//! Staff CSV export and import handlers.
//!
//! Imports are checked twice: once against the file itself while parsing,
//! then against the institution (role names, existing memberships). The
//! dry run reports every problem; the real import writes nothing unless the
//! whole file is clean.

use std::collections::HashMap;

use aide::axum::ApiRouter;
use aide::transform::TransformOperation;
use authz_nats::audit::{AuditEventType, AuditLogEvent, AuditObjectType};
use authz_postgres::PgConnection;
use authz_postgres::model::{NewDepartment, NewInstitutionUser, NewUser, User as UserModel};
use authz_postgres::query::{
    DepartmentRepository, InstitutionUserRepository, RoleRepository, UserRepository,
};
use authz_postgres::types::{
    InstitutionUserFilter, InstitutionUserStatus, MAX_LIMIT, OffsetPagination, PrivilegeKey,
    local_today,
};
use axum::extract::State;
use axum::http::{HeaderMap, HeaderValue, StatusCode, header};
use uuid::Uuid;

use crate::extract::{AuthProvider, AuthState, Json, Multipart, Path, PgPool};
use crate::handler::request::{InstitutionPathParams, ROLE_SEPARATOR, StaffImport, row_error};
use crate::handler::response::{
    ErrorResponse, ImportSummary, ImportValidation, StaffExportRow, ValidationErrorDetail,
    write_staff_csv,
};
use crate::handler::{Error, ErrorKind, Result};
use crate::service::{AuditLog, ServiceState, snapshot};

/// Tracing target for staff import and export operations.
const TRACING_TARGET: &str = "authz_server::handler::imports";

/// Name of the multipart field carrying the CSV file.
const FILE_FIELD: &str = "file";

/// Largest accepted CSV upload.
const MAX_FILE_SIZE: usize = 5 * 1024 * 1024;

/// Reads the CSV file from the multipart body.
async fn read_file(Multipart(mut multipart): Multipart) -> Result<Vec<u8>> {
    while let Some(field) = multipart.next_field().await.map_err(|err| {
        tracing::warn!(target: TRACING_TARGET, error = %err, "Failed to read multipart field");
        ErrorKind::BadRequest
            .with_message("Invalid multipart data")
            .with_context(format!("Failed to parse multipart form: {err}"))
    })? {
        if field.name() != Some(FILE_FIELD) {
            tracing::debug!(target: TRACING_TARGET, field = ?field.name(), "Skipping field");
            continue;
        }

        let data = field.bytes().await.map_err(|err| {
            ErrorKind::BadRequest
                .with_message("Could not read the uploaded file")
                .with_context(err.to_string())
        })?;

        if data.len() > MAX_FILE_SIZE {
            return Err(ErrorKind::PayloadTooLarge
                .with_message(format!("The file exceeds {MAX_FILE_SIZE} bytes")));
        }

        return Ok(data.to_vec());
    }

    Err(ErrorKind::BadRequest
        .with_message(format!("Missing `{FILE_FIELD}` field in multipart request")))
}

/// Institution data the rows of an import refer to.
#[derive(Debug, Default)]
struct ImportContext {
    role_ids: HashMap<String, Uuid>,
    users: HashMap<String, UserModel>,
}

/// Checks parsed rows against the institution and appends every problem to
/// `import.errors`.
async fn check_import(
    conn: &mut PgConnection,
    institution_id: Uuid,
    import: &mut StaffImport,
) -> Result<ImportContext> {
    if import.row_count == 0 && import.is_valid() {
        import.errors.push(ValidationErrorDetail::new(
            "file",
            "empty_file",
            "The file contains no data rows",
        ));
    }

    let role_ids: HashMap<String, Uuid> = conn
        .find_roles_by_names(institution_id, &import.role_names())
        .await?
        .into_iter()
        .map(|role| (role.name, role.id))
        .collect();

    let codes: Vec<String> = import
        .rows
        .iter()
        .map(|(_, row)| row.personal_identification_code.clone())
        .collect();
    let users: HashMap<String, UserModel> = conn
        .find_users_by_pics(&codes)
        .await?
        .into_iter()
        .map(|user| (user.personal_identification_code.clone(), user))
        .collect();

    for (index, row) in &import.rows {
        for name in row.role_names() {
            if !role_ids.contains_key(&name) {
                import.errors.push(row_error(
                    *index,
                    "roles",
                    "unknown_role",
                    format!("Role `{name}` does not exist in the institution"),
                ));
            }
        }

        let Some(user) = users.get(&row.personal_identification_code) else {
            continue;
        };

        if !row.names_match(&user.forename, &user.surname) {
            import.errors.push(row_error(
                *index,
                "forename",
                "name_mismatch",
                format!(
                    "The person is registered as {} {}",
                    user.forename, user.surname
                ),
            ));
        }

        if conn
            .find_unarchived_membership(institution_id, user.id)
            .await?
            .is_some()
        {
            import.errors.push(row_error(
                *index,
                "personal_identification_code",
                "existing_membership",
                "The person already belongs to the institution",
            ));
        }
    }

    Ok(ImportContext { role_ids, users })
}

/// Exports the institution's staff as CSV.
#[tracing::instrument(
    skip_all,
    fields(
        subject = %auth_state.subject,
        institution_id = %path_params.institution_id,
    )
)]
async fn export_institution_users(
    State(audit_log): State<AuditLog>,
    AuthState(auth_state): AuthState,
    Path(path_params): Path<InstitutionPathParams>,
    PgPool(mut conn): PgPool,
) -> Result<(StatusCode, HeaderMap, Vec<u8>)> {
    auth_state.authorize_privilege(path_params.institution_id, PrivilegeKey::ExportUser)?;
    let institution_id = path_params.institution_id;

    let departments: HashMap<Uuid, String> = conn
        .list_departments(institution_id)
        .await?
        .into_iter()
        .map(|department| (department.id, department.name))
        .collect();

    let filter = InstitutionUserFilter {
        statuses: vec![
            InstitutionUserStatus::Active,
            InstitutionUserStatus::Deactivated,
        ],
        ..Default::default()
    };

    let today = local_today();
    let mut rows = Vec::new();
    let mut pagination = OffsetPagination::new(MAX_LIMIT, 0);
    loop {
        let page = conn
            .list_institution_users(institution_id, &filter, pagination, today)
            .await?;
        let exhausted = !page.is_full(&pagination);

        for member in page.items {
            let mut role_names: Vec<String> =
                member.roles.into_iter().map(|role| role.name).collect();
            role_names.sort();

            rows.push(StaffExportRow {
                personal_identification_code: member.user.personal_identification_code,
                forename: member.user.forename,
                surname: member.user.surname,
                email: member.institution_user.email,
                phone: member.institution_user.phone,
                department: member
                    .institution_user
                    .department_id
                    .and_then(|id| departments.get(&id).cloned()),
                roles: role_names.join(&ROLE_SEPARATOR.to_string()),
            });
        }

        if exhausted {
            break;
        }
        pagination = pagination.next_page();
    }

    let body = write_staff_csv(&rows).map_err(|err| {
        tracing::error!(target: TRACING_TARGET, error = %err, "Failed to write staff CSV");
        ErrorKind::InternalServerError
            .with_message("Failed to export staff")
            .with_context(err.to_string())
    })?;

    let mut headers = HeaderMap::new();
    headers.insert(
        header::CONTENT_TYPE,
        HeaderValue::from_static("text/csv; charset=utf-8"),
    );
    let disposition = format!("attachment; filename=\"staff_{institution_id}.csv\"");
    headers.insert(
        header::CONTENT_DISPOSITION,
        HeaderValue::try_from(disposition).map_err(|err| {
            ErrorKind::InternalServerError.with_context(err.to_string())
        })?,
    );

    tracing::info!(
        target: TRACING_TARGET,
        row_count = rows.len(),
        size = body.len(),
        "Staff exported",
    );

    let event = AuditLogEvent::new(
        AuditEventType::ExportUsers,
        AuditObjectType::Institution,
        institution_id,
    )
    .with_institution(institution_id);
    audit_log.record(&auth_state, event).await;

    Ok((StatusCode::OK, headers, body))
}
^^^^
PROBLEM DESCRIPTION =>
Look above for the line that contains "person is registered". Starting there, transcribe every line exactly until you have copied the line that contains "let mut rows = Vec::new();".

WRITTEN ANSWER =>
                    "The person is registered as {} {}",
                    user.forename, user.surname
                ),
            ));
        }

        if conn
            .find_unarchived_membership(institution_id, user.id)
            .await?
            .is_some()
        {
            import.errors.push(row_error(
                *index,
                "personal_identification_code",
                "existing_membership",
                "The person already belongs to the institution",
            ));
        }
    }

    Ok(ImportContext { role_ids, users })
}

/// Exports the institution's staff as CSV.
#[tracing::instrument(
    skip_all,
    fields(
        subject = %auth_state.subject,
        institution_id = %path_params.institution_id,
    )
)]
async fn export_institution_users(
    State(audit_log): State<AuditLog>,
    AuthState(auth_state): AuthState,
    Path(path_params): Path<InstitutionPathParams>,
    PgPool(mut conn): PgPool,
) -> Result<(StatusCode, HeaderMap, Vec<u8>)> {
    auth_state.authorize_privilege(path_params.institution_id, PrivilegeKey::ExportUser)?;
    let institution_id = path_params.institution_id;

    let departments: HashMap<Uuid, String> = conn
        .list_departments(institution_id)
        .await?
        .into_iter()
        .map(|department| (department.id, department.name))
        .collect();

    let filter = InstitutionUserFilter {
        statuses: vec![
            InstitutionUserStatus::Active,
            InstitutionUserStatus::Deactivated,
        ],
        ..Default::default()
    };

    let today = local_today();
    let mut rows = Vec::new();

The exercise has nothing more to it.